Excerpted records
━━━━━━━━━━

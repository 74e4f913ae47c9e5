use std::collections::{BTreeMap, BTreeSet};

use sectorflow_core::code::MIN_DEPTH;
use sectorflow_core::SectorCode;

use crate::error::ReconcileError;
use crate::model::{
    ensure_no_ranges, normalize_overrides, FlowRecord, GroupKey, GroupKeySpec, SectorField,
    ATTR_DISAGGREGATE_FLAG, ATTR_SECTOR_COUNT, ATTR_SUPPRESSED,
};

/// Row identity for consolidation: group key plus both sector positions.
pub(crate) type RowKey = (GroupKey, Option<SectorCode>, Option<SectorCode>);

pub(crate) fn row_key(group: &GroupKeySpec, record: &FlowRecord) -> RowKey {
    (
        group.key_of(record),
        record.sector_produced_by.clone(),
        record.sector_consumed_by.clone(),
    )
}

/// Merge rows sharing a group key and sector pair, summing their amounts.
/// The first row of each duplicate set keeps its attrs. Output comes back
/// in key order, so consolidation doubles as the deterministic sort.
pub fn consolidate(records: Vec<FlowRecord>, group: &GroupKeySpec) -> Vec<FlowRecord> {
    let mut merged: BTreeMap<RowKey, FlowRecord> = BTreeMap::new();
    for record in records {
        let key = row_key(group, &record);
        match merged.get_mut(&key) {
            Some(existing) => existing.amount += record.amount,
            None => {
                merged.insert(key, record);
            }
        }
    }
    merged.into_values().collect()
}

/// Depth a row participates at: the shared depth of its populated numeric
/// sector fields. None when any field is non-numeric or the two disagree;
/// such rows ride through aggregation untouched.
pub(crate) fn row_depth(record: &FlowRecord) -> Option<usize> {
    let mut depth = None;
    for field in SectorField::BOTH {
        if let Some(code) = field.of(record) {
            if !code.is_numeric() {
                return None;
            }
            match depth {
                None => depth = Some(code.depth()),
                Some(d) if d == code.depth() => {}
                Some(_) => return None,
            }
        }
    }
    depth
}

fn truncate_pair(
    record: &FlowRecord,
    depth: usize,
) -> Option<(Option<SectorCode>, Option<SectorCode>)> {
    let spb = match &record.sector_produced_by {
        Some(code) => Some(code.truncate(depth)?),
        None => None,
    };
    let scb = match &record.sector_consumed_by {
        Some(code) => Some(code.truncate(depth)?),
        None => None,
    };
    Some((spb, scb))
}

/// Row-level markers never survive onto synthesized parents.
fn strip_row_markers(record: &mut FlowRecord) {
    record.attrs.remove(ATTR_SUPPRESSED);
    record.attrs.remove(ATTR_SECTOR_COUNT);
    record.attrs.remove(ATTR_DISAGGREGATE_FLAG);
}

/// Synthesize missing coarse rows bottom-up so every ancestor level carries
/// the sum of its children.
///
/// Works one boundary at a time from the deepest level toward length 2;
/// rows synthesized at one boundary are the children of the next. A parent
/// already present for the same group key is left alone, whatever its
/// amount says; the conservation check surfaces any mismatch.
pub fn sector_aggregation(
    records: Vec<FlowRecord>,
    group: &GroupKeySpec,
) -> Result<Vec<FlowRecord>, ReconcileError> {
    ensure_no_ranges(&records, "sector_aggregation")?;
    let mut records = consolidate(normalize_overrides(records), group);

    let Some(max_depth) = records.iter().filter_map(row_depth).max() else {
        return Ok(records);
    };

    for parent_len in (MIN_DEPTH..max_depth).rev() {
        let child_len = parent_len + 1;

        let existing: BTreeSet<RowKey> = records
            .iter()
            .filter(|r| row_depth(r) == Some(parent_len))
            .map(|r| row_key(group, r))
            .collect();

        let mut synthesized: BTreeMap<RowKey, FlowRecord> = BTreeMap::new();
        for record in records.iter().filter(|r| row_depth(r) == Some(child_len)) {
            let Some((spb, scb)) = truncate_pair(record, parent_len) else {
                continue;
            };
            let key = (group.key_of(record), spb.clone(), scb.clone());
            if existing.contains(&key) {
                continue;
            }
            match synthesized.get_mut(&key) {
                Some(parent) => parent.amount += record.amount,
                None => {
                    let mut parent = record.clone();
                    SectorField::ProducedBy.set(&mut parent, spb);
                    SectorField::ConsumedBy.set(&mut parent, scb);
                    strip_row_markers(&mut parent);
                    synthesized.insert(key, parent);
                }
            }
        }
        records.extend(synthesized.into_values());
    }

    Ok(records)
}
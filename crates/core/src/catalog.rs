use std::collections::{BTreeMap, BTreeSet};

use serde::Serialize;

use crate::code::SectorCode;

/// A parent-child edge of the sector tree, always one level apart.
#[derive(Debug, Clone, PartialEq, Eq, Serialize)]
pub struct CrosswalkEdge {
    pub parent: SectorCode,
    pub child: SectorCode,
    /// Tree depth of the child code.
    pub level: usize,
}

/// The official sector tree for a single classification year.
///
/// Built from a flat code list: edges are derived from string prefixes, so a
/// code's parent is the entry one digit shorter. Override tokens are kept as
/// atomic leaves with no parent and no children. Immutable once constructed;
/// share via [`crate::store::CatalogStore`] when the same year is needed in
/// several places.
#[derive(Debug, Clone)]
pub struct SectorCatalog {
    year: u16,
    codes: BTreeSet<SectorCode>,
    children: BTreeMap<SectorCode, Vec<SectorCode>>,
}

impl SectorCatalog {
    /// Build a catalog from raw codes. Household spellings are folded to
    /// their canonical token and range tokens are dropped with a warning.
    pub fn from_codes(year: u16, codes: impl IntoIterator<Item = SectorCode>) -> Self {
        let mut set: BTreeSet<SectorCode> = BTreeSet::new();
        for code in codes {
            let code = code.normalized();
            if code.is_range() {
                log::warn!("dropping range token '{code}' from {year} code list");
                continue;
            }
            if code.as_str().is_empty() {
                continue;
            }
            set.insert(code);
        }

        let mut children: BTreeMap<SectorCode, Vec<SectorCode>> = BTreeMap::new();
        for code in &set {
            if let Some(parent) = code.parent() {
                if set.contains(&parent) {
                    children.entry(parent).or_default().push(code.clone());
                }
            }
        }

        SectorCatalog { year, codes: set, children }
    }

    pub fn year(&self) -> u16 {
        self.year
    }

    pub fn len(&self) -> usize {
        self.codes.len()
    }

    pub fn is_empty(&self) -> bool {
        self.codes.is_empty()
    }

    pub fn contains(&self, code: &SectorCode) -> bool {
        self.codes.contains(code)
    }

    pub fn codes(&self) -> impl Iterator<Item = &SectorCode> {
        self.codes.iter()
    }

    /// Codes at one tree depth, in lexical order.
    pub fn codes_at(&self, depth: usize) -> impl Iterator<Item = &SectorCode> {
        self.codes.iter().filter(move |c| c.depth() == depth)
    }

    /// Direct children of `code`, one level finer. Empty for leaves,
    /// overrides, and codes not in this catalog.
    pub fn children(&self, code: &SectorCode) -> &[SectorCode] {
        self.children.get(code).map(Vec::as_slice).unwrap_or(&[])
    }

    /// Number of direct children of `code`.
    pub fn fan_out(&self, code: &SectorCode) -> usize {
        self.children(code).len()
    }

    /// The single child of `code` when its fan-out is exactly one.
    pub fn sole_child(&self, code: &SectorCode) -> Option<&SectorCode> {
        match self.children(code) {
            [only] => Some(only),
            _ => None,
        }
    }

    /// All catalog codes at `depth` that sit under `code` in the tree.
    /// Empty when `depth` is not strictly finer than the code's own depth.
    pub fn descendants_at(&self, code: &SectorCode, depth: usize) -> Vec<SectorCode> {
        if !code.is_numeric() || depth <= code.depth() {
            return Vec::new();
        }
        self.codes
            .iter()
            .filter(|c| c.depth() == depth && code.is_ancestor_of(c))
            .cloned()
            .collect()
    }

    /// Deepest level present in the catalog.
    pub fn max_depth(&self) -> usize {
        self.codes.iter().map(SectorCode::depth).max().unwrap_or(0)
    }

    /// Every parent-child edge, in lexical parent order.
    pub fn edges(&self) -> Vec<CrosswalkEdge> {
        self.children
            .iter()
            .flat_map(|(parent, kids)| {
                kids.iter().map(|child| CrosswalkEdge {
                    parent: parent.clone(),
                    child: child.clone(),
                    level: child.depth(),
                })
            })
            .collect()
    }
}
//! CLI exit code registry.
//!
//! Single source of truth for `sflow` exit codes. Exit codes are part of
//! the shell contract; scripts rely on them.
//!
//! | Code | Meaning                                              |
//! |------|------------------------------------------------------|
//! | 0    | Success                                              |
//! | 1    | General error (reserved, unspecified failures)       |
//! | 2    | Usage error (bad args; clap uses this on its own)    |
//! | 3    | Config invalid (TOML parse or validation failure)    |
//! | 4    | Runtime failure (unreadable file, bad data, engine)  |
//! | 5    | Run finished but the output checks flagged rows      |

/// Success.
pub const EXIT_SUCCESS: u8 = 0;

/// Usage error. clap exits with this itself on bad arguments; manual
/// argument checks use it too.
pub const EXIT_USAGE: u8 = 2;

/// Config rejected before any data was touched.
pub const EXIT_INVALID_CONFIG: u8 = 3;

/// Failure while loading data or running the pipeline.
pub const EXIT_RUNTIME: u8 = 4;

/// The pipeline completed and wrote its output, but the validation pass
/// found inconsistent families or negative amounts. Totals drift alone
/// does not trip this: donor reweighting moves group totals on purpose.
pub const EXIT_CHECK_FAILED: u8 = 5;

━━━━━━━━━━

All lines from the start of the entries through the line where "Vec<FlowRecord>, group: &GroupKeySpec)" sits should be duplicated exactly, with nothing else in the output.

repository 74e4f913ae47c9e5
use std::collections::{BTreeMap, BTreeSet};

use sectorflow_core::code::MIN_DEPTH;
use sectorflow_core::SectorCode;

use crate::error::ReconcileError;
use crate::model::{
    ensure_no_ranges, normalize_overrides, FlowRecord, GroupKey, GroupKeySpec, SectorField,
    ATTR_DISAGGREGATE_FLAG, ATTR_SECTOR_COUNT, ATTR_SUPPRESSED,
};

/// Row identity for consolidation: group key plus both sector positions.
pub(crate) type RowKey = (GroupKey, Option<SectorCode>, Option<SectorCode>);

pub(crate) fn row_key(group: &GroupKeySpec, record: &FlowRecord) -> RowKey {
    (
        group.key_of(record),
        record.sector_produced_by.clone(),
        record.sector_consumed_by.clone(),
    )
}

/// Merge rows sharing a group key and sector pair, summing their amounts.
/// The first row of each duplicate set keeps its attrs. Output comes back
/// in key order, so consolidation doubles as the deterministic sort.
pub fn consolidate(records: Vec<FlowRecord>, group: &GroupKeySpec) -> Vec<FlowRecord> {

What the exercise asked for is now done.